Like the DOC, the ITC determined that certain new OTR tires from these countries injure the U.S. economy by being sold in the U.S. at less than fair market value and/or subsidized by their respective governments of origin. As a result of the ITC’s affirmative determination, the DOC will move forward with an anti-dumping duty (AD) order on imports of OTR tires from India as well as countervailing duty (CVD) orders on imports from India and Sri Lanka.
The DOC found in its anti-dumping investigation that some OTR tires from India were sold at less than fair value. These companies were issued a 3.67% anti-dumping tariff. However, the DOC also found that “mandatory respondents Balkrishna Industries Limited had not sold certain new pneumatic off-the-road tires into the United States at less than fair value.” These two companies will not have anti-dumping duties.
From the DOC’s initial countervailing investigation on Indian tires, Balkrishna Industries Limited (BKT) will receive a rate of 5.36% and ATC Tires Private Ltd. a rate of 4.90%. All other exporters/producers from India have a rate of 5.06%. In the Sri Lanka CVD investigation the DOC set a subsidy rate of 2.18% for mandatory respondent Camso Loadstar (Private) Ltd. and all other producers/exporters in Sri Lanka.
The actions will not be retroactive. In a formal statement released today, the ITC “made negative findings with respect to critical circumstances with regard to subsidized imports of this product from India and Sri Lanka. As a result, goods that entered the United States from these countries prior to June 20, 2016 (the date of Commerce’s affirmative preliminary determinations), will not be subject to retroactive countervailing duties.”
The final report from the investigation is scheduled for release on Feb.23, 2017.
The United Steelworkers (USW) said this ruling is “welcomed by American tire workers.”
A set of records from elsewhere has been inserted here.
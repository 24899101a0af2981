use std::sync::{Arc, Mutex};

use chrono::{NaiveDate, Utc};
use rust_decimal::Decimal;
use uuid::Uuid;

use cierre_domain::currency::Currency;
use cierre_domain::level::UserLevel;
use cierre_testing::org::OrgFixture;

use cierre_crm::domain::repository::{
    AccessRequestRepository, CompanyRepository, ContactRepository, DealRepository,
    ExchangeRateRepository, StageRepository, UserRepository,
};
use cierre_crm::domain::types::{
    Company, Contact, ContactAccessRequest, Deal, DealStage, ExchangeRate, RequestStatus, User,
};
use cierre_crm::error::CrmServiceError;

pub fn test_user(
    id: Uuid,
    level: UserLevel,
    manager_id: Option<Uuid>,
    team_id: Option<Uuid>,
) -> User {
    let now = Utc::now();
    User {
        id,
        name: format!("user-{}", &id.to_string()[..8]),
        email: format!("{id}@cierre.test"),
        role: "sales".to_owned(),
        level,
        manager_id,
        team_id,
        created_at: now,
        updated_at: now,
    }
}

/// All five fixture members as full user records.
pub fn org_users(org: &OrgFixture) -> Vec<User> {
    org.rows()
        .into_iter()
        .map(|(id, level, manager_id, team_id)| test_user(id, level, manager_id, team_id))
        .collect()
}

pub fn test_company(assigned_team_id: Option<Uuid>, is_global: bool) -> Company {
    let now = Utc::now();
    Company {
        id: Uuid::now_v7(),
        name: "Acme".to_owned(),
        assigned_team_id,
        is_global,
        created_at: now,
        updated_at: now,
    }
}

pub fn test_contact(company_id: Uuid) -> Contact {
    let now = Utc::now();
    Contact {
        id: Uuid::now_v7(),
        company_id,
        name: "Jane Doe".to_owned(),
        email: Some("jane@acme.test".to_owned()),
        phone: None,
        created_at: now,
        updated_at: now,
    }
}

pub fn test_stage(name: &str, order_index: i32) -> DealStage {
    DealStage {
        id: Uuid::now_v7(),
        name: name.to_owned(),
        order_index,
        color: "#6b7280".to_owned(),
        is_default: order_index == 0,
        is_active: true,
        company_owner_id: None,
        created_at: Utc::now(),
    }
}

pub fn test_deal(owner_id: Uuid, stage_id: Uuid, currency: Currency, amount: Decimal) -> Deal {
    let now = Utc::now();
    let (amount_usd, amount_ars) = match currency {
        Currency::Usd => (amount, Decimal::ZERO),
        Currency::Ars => (Decimal::ZERO, amount),
    };
    Deal {
        id: Uuid::now_v7(),
        user_id: owner_id,
        company_id: Uuid::now_v7(),
        contact_id: None,
        stage_id,
        title: "deal".to_owned(),
        currency,
        amount_usd,
        amount_ars,
        probability: 50,
        expected_close_date: None,
        closed_at: None,
        created_at: now,
        updated_at: now,
    }
}

pub fn test_rate(usd_to_ars: Decimal) -> ExchangeRate {
    ExchangeRate {
        id: Uuid::now_v7(),
        date: Utc::now().date_naive(),
        usd_to_ars,
        source: "manual".to_owned(),
        created_at: Utc::now(),
    }
}

// ── MockUserRepo ─────────────────────────────────────────────────────────────

pub struct MockUserRepo {
    pub users: Vec<User>,
}

impl MockUserRepo {
    pub fn new(users: Vec<User>) -> Self {
        Self { users }
    }

    pub fn empty() -> Self {
        Self { users: vec![] }
    }
}

impl UserRepository for MockUserRepo {
    async fn find_by_id(&self, id: Uuid) -> Result<Option<User>, CrmServiceError> {
        Ok(self.users.iter().find(|u| u.id == id).cloned())
    }

    async fn find_all(&self) -> Result<Vec<User>, CrmServiceError> {
        Ok(self.users.clone())
    }

    async fn create(&self, _user: &User) -> Result<(), CrmServiceError> {
        Ok(())
    }

    async fn update(&self, _user: &User) -> Result<(), CrmServiceError> {
        Ok(())
    }
}

// ── MockCompanyRepo ──────────────────────────────────────────────────────────

pub struct MockCompanyRepo {
    pub companies: Vec<Company>,
}

impl MockCompanyRepo {
    pub fn new(companies: Vec<Company>) -> Self {
        Self { companies }
    }
}

impl CompanyRepository for MockCompanyRepo {
    async fn find_by_id(&self, id: Uuid) -> Result<Option<Company>, CrmServiceError> {
        Ok(self.companies.iter().find(|c| c.id == id).cloned())
    }

    async fn find_all(&self) -> Result<Vec<Company>, CrmServiceError> {
        Ok(self.companies.clone())
    }

    async fn create(&self, _company: &Company) -> Result<(), CrmServiceError> {
        Ok(())
    }

    async fn update(&self, _company: &Company) -> Result<(), CrmServiceError> {
        Ok(())
    }
}

// ── MockContactRepo ──────────────────────────────────────────────────────────

pub struct MockContactRepo {
    pub contacts: Vec<Contact>,
}

impl MockContactRepo {
    pub fn new(contacts: Vec<Contact>) -> Self {
        Self { contacts }
    }
}

impl ContactRepository for MockContactRepo {
    async fn find_by_id(&self, id: Uuid) -> Result<Option<Contact>, CrmServiceError> {
        Ok(self.contacts.iter().find(|c| c.id == id).cloned())
    }

    async fn find_all(&self) -> Result<Vec<Contact>, CrmServiceError> {
        Ok(self.contacts.clone())
    }

    async fn create(&self, _contact: &Contact) -> Result<(), CrmServiceError> {
        Ok(())
    }
}

// ── MockAccessRequestRepo ────────────────────────────────────────────────────

/// Backed by shared state so a guarded review mutates the same rows a later
/// call observes, the way the real table behaves.
pub struct MockAccessRequestRepo {
    pub requests: Arc<Mutex<Vec<ContactAccessRequest>>>,
}

impl MockAccessRequestRepo {
    pub fn new(requests: Vec<ContactAccessRequest>) -> Self {
        Self {
            requests: Arc::new(Mutex::new(requests)),
        }
    }

    pub fn empty() -> Self {
        Self::new(vec![])
    }

    /// Shared handle for post-execution inspection.
    pub fn requests_handle(&self) -> Arc<Mutex<Vec<ContactAccessRequest>>> {
        Arc::clone(&self.requests)
    }
}

impl AccessRequestRepository for MockAccessRequestRepo {
    async fn find_by_id(&self, id: Uuid) -> Result<Option<ContactAccessRequest>, CrmServiceError> {
        Ok(self
            .requests
            .lock()
            .unwrap()
            .iter()
            .find(|r| r.id == id)
            .cloned())
    }

    async fn find_all(&self) -> Result<Vec<ContactAccessRequest>, CrmServiceError> {
        let mut all = self.requests.lock().unwrap().clone();
        all.sort_by_key(|r| r.status != RequestStatus::Pending);
        Ok(all)
    }

    async fn find_by_requester(
        &self,
        requester_id: Uuid,
    ) -> Result<Vec<ContactAccessRequest>, CrmServiceError> {
        Ok(self
            .requests
            .lock()
            .unwrap()
            .iter()
            .filter(|r| r.requester_id == requester_id)
            .cloned()
            .collect())
    }

    async fn find_approved_contact_ids(
        &self,
        requester_id: Uuid,
    ) -> Result<Vec<Uuid>, CrmServiceError> {
        Ok(self
            .requests
            .lock()
            .unwrap()
            .iter()
            .filter(|r| r.requester_id == requester_id && r.status == RequestStatus::Approved)
            .map(|r| r.contact_id)
            .collect())
    }

    async fn create(&self, request: &ContactAccessRequest) -> Result<(), CrmServiceError> {
        self.requests.lock().unwrap().push(request.clone());
        Ok(())
    }

    async fn mark_reviewed(
        &self,
        id: Uuid,
        status: RequestStatus,
        reviewer_id: Uuid,
    ) -> Result<bool, CrmServiceError> {
        let mut requests = self.requests.lock().unwrap();
        match requests
            .iter_mut()
            .find(|r| r.id == id && r.status == RequestStatus::Pending)
        {
            Some(request) => {
                request.status = status;
                request.reviewed_by = Some(reviewer_id);
                request.reviewed_at = Some(Utc::now());
                Ok(true)
            }
            None => Ok(false),
        }
    }
}

// ── MockDealRepo ─────────────────────────────────────────────────────────────

pub struct MockDealRepo {
    pub deals: Vec<Deal>,
}

impl MockDealRepo {
    pub fn new(deals: Vec<Deal>) -> Self {
        Self { deals }
    }
}

impl DealRepository for MockDealRepo {
    async fn find_by_id(&self, id: Uuid) -> Result<Option<Deal>, CrmServiceError> {
        Ok(self.deals.iter().find(|d| d.id == id).cloned())
    }

    async fn find_by_owners(&self, owner_ids: &[Uuid]) -> Result<Vec<Deal>, CrmServiceError> {
        Ok(self
            .deals
            .iter()
            .filter(|d| owner_ids.contains(&d.user_id))
            .cloned()
            .collect())
    }

    async fn create(&self, _deal: &Deal) -> Result<(), CrmServiceError> {
        Ok(())
    }
}

// ── MockStageRepo ────────────────────────────────────────────────────────────

pub struct MockStageRepo {
    pub stages: Vec<DealStage>,
    pub created: Arc<Mutex<Vec<DealStage>>>,
}

impl MockStageRepo {
    pub fn new(stages: Vec<DealStage>) -> Self {
        Self {
            stages,
            created: Arc::new(Mutex::new(vec![])),
        }
    }

    pub fn created_handle(&self) -> Arc<Mutex<Vec<DealStage>>> {
        Arc::clone(&self.created)
    }
}

impl StageRepository for MockStageRepo {
    async fn find_by_id(&self, id: Uuid) -> Result<Option<DealStage>, CrmServiceError> {
        Ok(self.stages.iter().find(|s| s.id == id).cloned())
    }

    async fn find_active(&self) -> Result<Vec<DealStage>, CrmServiceError> {
        let mut active: Vec<DealStage> =
            self.stages.iter().filter(|s| s.is_active).cloned().collect();
        active.sort_by_key(|s| s.order_index);
        Ok(active)
    }

    async fn find_all(&self) -> Result<Vec<DealStage>, CrmServiceError> {
        Ok(self.stages.clone())
    }

    async fn create(&self, stage: &DealStage) -> Result<(), CrmServiceError> {
        self.created.lock().unwrap().push(stage.clone());
        Ok(())
    }
}

// ── MockRateRepo ─────────────────────────────────────────────────────────────

pub struct MockRateRepo {
    pub rates: Arc<Mutex<Vec<ExchangeRate>>>,
}

impl MockRateRepo {
    pub fn new(rates: Vec<ExchangeRate>) -> Self {
        Self {
            rates: Arc::new(Mutex::new(rates)),
        }
    }

    pub fn empty() -> Self {
        Self::new(vec![])
    }

    pub fn rates_handle(&self) -> Arc<Mutex<Vec<ExchangeRate>>> {
        Arc::clone(&self.rates)
    }
}

impl ExchangeRateRepository for MockRateRepo {
    async fn latest(&self) -> Result<Option<ExchangeRate>, CrmServiceError> {
        Ok(self
            .rates
            .lock()
            .unwrap()
            .iter()
            .max_by_key(|r| r.created_at)
            .cloned())
    }

    async fn find_by_date(&self, date: NaiveDate) -> Result<Option<ExchangeRate>, CrmServiceError> {
        Ok(self
            .rates
            .lock()
            .unwrap()
            .iter()
            .find(|r| r.date == date)
            .cloned())
    }

    async fn create(&self, rate: &ExchangeRate) -> Result<(), CrmServiceError> {
        self.rates.lock().unwrap().push(rate.clone());
        Ok(())
    }

    async fn update(&self, rate: &ExchangeRate) -> Result<(), CrmServiceError> {
        let mut rates = self.rates.lock().unwrap();
        if let Some(existing) = rates.iter_mut().find(|r| r.id == rate.id) {
            *existing = rate.clone();
        }
        Ok(())
    }
}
“Once again through the aggressive use of our trade laws, we have protected good-paying, family-supporting jobs and preserved market share for American employers from unfair and illegal trade practices,” said USW International Secretary-Treasurer Stan Johnson, in a statement.
“Today’s decision will trigger the imposition of duties on these dumped and subsidized tires. More than $200 million of these tires were flooding our market, displacing U.S. production and jobs. This is part of the higher-end of the market, with tires often selling for thousands of dollars. Every unfairly priced tire that is sold here in the United States puts our jobs in jeopardy.
“It should not be necessary for producers and workers to suffer injury and spend significant time and money on these cases. Our government has the authority to bring trade cases, but has been sitting on its hands, largely leaving the enforcement of our trade laws up to the private sector. It is time for government to put an end to unfair trade by making dramatic reforms to both our trade policy and enforcement strategies.”